Дьявол тяжело вздохнул и сделался усталым.
— Знамо дело, станет! Это тебе не семечки щелкать. А ну, как вампир найдет булатом прошитый? Зубы у тебя от железа уже не крошатся, пора на более твердую пищу переходить.
— Так то не сами по себе, от живой воды! — не согласилась Манька.
— А ты попробуй! — Дьявол протянул ей конец посоха. — Каравай одно, у него свои правила, а вот железо, которое само по себе… Надкуси-ка!
Манька погрызла железный посох и изумилась, мягким ей показался посох — а гранит им ломали. Пожалуй, прав Дьявол, зубы наросли свои.
— И надолго мы тут застрянем? — деловито поинтересовалась она.
— Как Сен-Сей решит, — ответил Дьявол неопределенно
Борзеевич заинтересованно уставился на Дьявола, усаживаясь напротив.
— Что за Сен-Сей?! Меч не игрушка, а страшная сила, — назидательно поднял он палец.
— Пригласил я одного моего доброго знакомого из страны далекой, из старины глубокой, из-за моря океана, с острова Буяна учителя вам строгого, но справедливого. Врагов у него нет, и дела на острове не запущены, но скука смертная, три метлы бы со скуки повесились, если бы ума хватило.

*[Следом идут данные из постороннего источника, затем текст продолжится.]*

#[derive(Debug, Clone, Serialize, Deserialize)]
struct WireDryRunRecipient {
    #[serde(default)]
    recipient: Option<String>,
    #[serde(default)]
    number_of_parts: Option<u32>,
    #[serde(default)]
    body: Option<String>,
    #[serde(default)]
    encoding: Option<String>,
}

pub fn encode_batch_create(request: &BatchCreate) -> Tagged<WireBatch> {
    let mut wire = WireBatch {
        to: Some(msisdns_to_wire(request.recipients())),
        ..Default::default()
    };
    push_options(&mut wire, request.options());
    let kind = push_payload(&mut wire, request.message());
    Tagged::new(kind, wire)
}

pub fn decode_batch_create_json(json: &str) -> Result<BatchCreate, DecodingError> {
    let value: Value = serde_json::from_str(json)?;
    let decode_payload = *lookup("batch", &value, BATCH_PAYLOADS)?;
    let mut wire: WireBatch = from_value(value)?;

    let message = decode_payload(&mut wire)?;
    let recipients = take_recipients(&mut wire)?;
    let options = take_options(&mut wire)?;
    validated(
        Msisdn::FIELD,
        BatchCreate::new(recipients, message, options),
    )
}

pub fn encode_batch_result(result: &BatchResult) -> Tagged<WireBatchResult> {
    let mut batch = WireBatch {
        to: Some(msisdns_to_wire(&result.recipients)),
        ..Default::default()
    };
    push_options(&mut batch, &result.options);
    let kind = push_payload(&mut batch, &result.message);

    Tagged::new(
        kind,
        WireBatchResult {
            id: Some(result.id.as_str().to_owned()),
            batch,
            created_at: result.created_at.as_ref().map(format_timestamp),
            modified_at: result.modified_at.as_ref().map(format_timestamp),
            canceled: result.canceled,
        },
    )
}

pub fn decode_batch_result_json(json: &str) -> Result<BatchResult, DecodingError> {
    let value: Value = serde_json::from_str(json)?;
    decode_batch_result_value(value)
}

pub(crate) fn decode_batch_result_value(value: Value) -> Result<BatchResult, DecodingError> {
    let decode_payload = *lookup("batch", &value, BATCH_PAYLOADS)?;
    let WireBatchMeta {
        id,
        created_at,
        modified_at,
        canceled,
    } = from_value(value.clone())?;
    let mut batch: WireBatch = from_value(value)?;

    let id = validated(BatchId::FIELD, BatchId::new(required(BatchId::FIELD, id)?))?;
    let message = decode_payload(&mut batch)?;
    let recipients = take_recipients(&mut batch)?;
    let options = take_options(&mut batch)?;

    Ok(BatchResult {
        id,
        recipients,
        message,
        options,
        created_at: parse_optional_timestamp("created_at", created_at)?,
        modified_at: parse_optional_timestamp("modified_at", modified_at)?,
        canceled: required("canceled", canceled)?,
    })
}

pub fn encode_batch_update(request: &BatchUpdate) -> Tagged<WireBatchUpdate> {
    let options = request.options();
    let mut wire = WireBatchUpdate {
        to_add: msisdns_to_wire(request.recipient_insertions()),
        to_remove: msisdns_to_wire(request.recipient_removals()),
        from: options.sender.as_ref().map(|sender| sender.as_str().to_owned()),
        delivery_report: options
            .delivery_report
            .map(|report| report.as_str().to_owned()),
        send_at: options.send_at.as_ref().map(format_timestamp),
        expire_at: options.expire_at.as_ref().map(format_timestamp),
        callback_url: options
            .callback_url
            .as_ref()
            .map(|url| url.as_str().to_owned()),
        ..Default::default()
    };

    let kind = match request.message() {
        BatchUpdateMessage::Text(update) => {
            wire.body = update.body.clone().map(Value::String);
            wire.parameters = update.parameters.as_ref().map(encode_parameters);
            MT_TEXT
        }
        BatchUpdateMessage::Binary(update) => {
            wire.body = update
                .body
                .as_deref()
                .map(|body| Value::String(encode_hex(body)));
            wire.udh = update.udh.as_deref().map(encode_hex);
            MT_BINARY
        }
        BatchUpdateMessage::Mms(update) => {
            wire.body = update.body.as_ref().map(media_body_to_wire);
            wire.parameters = update.parameters.as_ref().map(encode_parameters);
            wire.strict_validation = update.strict_validation;
            MT_MEDIA
        }
    };
    Tagged::new(kind, wire)
}
//! Defines the `Error` type for the tally library

use std::result;

use thiserror::Error;

pub type Result<T> = result::Result<T, TallyError>;

/// Tolerance used when checking that a distribution sums to one.
pub const PROBABILITY_TOLERANCE: f64 = 1e-9;

#[derive(Clone, Debug, Error)]
pub enum TallyError {

    /// The total weight of a distribution is zero (or not finite), so there is nothing to
    /// normalize against
    #[error("degenerate distribution: total weight is {0}")]
    DegenerateDistribution(f64),

    /// An operation that needs at least one outcome was given an empty distribution
    #[error("the distribution has no outcomes")]
    EmptyDistribution,

    /// A weight was negative, NaN or infinite
    #[error("invalid weight {0}: weights must be finite and non-negative")]
    InvalidWeight(f64),

    /// A likelihood strategy returned a negative, NaN or infinite value for a hypothesis
    #[error("invalid likelihood {value} for hypothesis `{hypothesis}`")]
    InvalidLikelihood {
        hypothesis: String,
        value: f64
    },

    /// A probability argument outside of `[0, 1]`
    #[error("invalid probability {0}: must lie in [0, 1]")]
    InvalidProbability(f64),

    /// A `Prior` that is incompatible with the hypotheses it is applied to
    #[error("an invalid prior was provided")]
    InvalidInitialization,

    /// Two hypotheses were given the same name
    #[error("hypothesis `{0}` was added twice")]
    DuplicateHypothesis(String),

    /// A likelihood table could not be shaped
    #[error(transparent)]
    Shape(#[from] ndarray::ShapeError)

}

/// Check that `w` can be stored as a weight.
pub(crate) fn check_weight(w: f64) -> Result<f64> {
    if w.is_finite() && w >= 0.0 {
        Ok(w)
    } else {
        Err(TallyError::InvalidWeight(w))
    }
}

#[cfg(test)]
mod tests {
    use super::*;

    #[test]
    fn weights() {
        assert_eq!(check_weight(0.0).unwrap(), 0.0);
        assert_eq!(check_weight(2.5).unwrap(), 2.5);

        for w in [-1.0, std::f64::NAN, std::f64::INFINITY].iter() {
            match check_weight(*w) {
                Err(TallyError::InvalidWeight(_)) => assert!(true),
                _ => panic!("accepted invalid weight {}", w)
            }
        }
    }

    #[test]
    fn messages() {
        let e = TallyError::InvalidLikelihood { hypothesis: String::from("d6"), value: -0.5 };
        assert_eq!(e.to_string(), "invalid likelihood -0.5 for hypothesis `d6`");

        let e = TallyError::DegenerateDistribution(0.0);
        assert_eq!(e.to_string(), "degenerate distribution: total weight is 0");
    }
}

— Этого Сен-Сея не Дьяволом ли в народе кличут? — усмехнулась Манька.
— А тебе о том откуда ведомо, дивная девица? — подковырнул Дьявол.
— Кто еще смог бы лучше него управляться таким мечом, который в Аду плавлен, в Раю закален, и землею обточен?
— Он самый! Но с утра! — Дьявол с нерадостным лицом осмотрел испорченный ужин. — Остались без ужина, — констатировал он. — Больше уток не дам, перебивайтесь подножными кормами. Мда-а, а завтра у вас день тяжелый. Подниму ни свет ни заря.
Борзеевич расстроился, поканючив, что русалки здесь не такие, как дома, диковатые — и посмотреть бы, какие у них тут правила и распорядки. Дьявол ничего не ответил, но усмехнулся про себя. Манька ехидную усмешку оставила при себе: скоро вернулся, и без рыбки — контакт не состоялся. Если Дьявол поднимет ни свет ни заря, остались не только без ужина, но и без завтрака. Травы здесь были сплошь незнакомые, а за грибами, наверное, надо было в лес идти.
— Подружимся, — успокоила она старика, осматривая местность.
— Когда успеем-то?! — возмущенно простонал Борзеевич. — Ведь жизни не будет!
— В смысле? Когда она у нас была?
— Заездют они нас! — хмуро проговорил Борзеевич, отправляясь в пещерку. — Это же духи! Пожалел… Рыбу пожалел!
Манька пожала плечами, русалки ее мало беспокоили, спать она решила лечь пораньше. Хотелось с утра посмотреть, что это за земля. Она утонула в душистой копне сена, закрыла глаза и подумала о Дьяволе: и как он успевал быть во всех местах сразу? Она уже никаким его способностям не удивлялась, знала, что много его — но всегда мало, когда ешь с ним из одной плошки одной ложкой.